┌──

use crate::game_state::chess_types::{CastlingRights, Color, Piece, Square};
use crate::moves::chess_move::Move;

/// Single rollback record for `do_move` / `undo`.
///
/// The squares array is stored by value so that later board mutation can
/// never corrupt a snapshot already on the stack.
#[derive(Debug, Clone, PartialEq, Eq)]
pub struct HistoryEntry {
    pub mv: Move,
    pub side_to_move: Color,
    pub squares: [Option<Piece>; 128],
    pub castling_rights: CastlingRights,
    pub en_passant_square: Option<Square>,
    pub halfmove_clock: u16,
    pub fullmove_number: u16,
}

└──

• [YOUR TASK] Filter these records, keeping every line where the word "crate" occurs.

• [RESPONSE TO THIS TASK]
use crate::game_state::chess_types::{CastlingRights, Color, Piece, Square};
use crate::moves::chess_move::Move;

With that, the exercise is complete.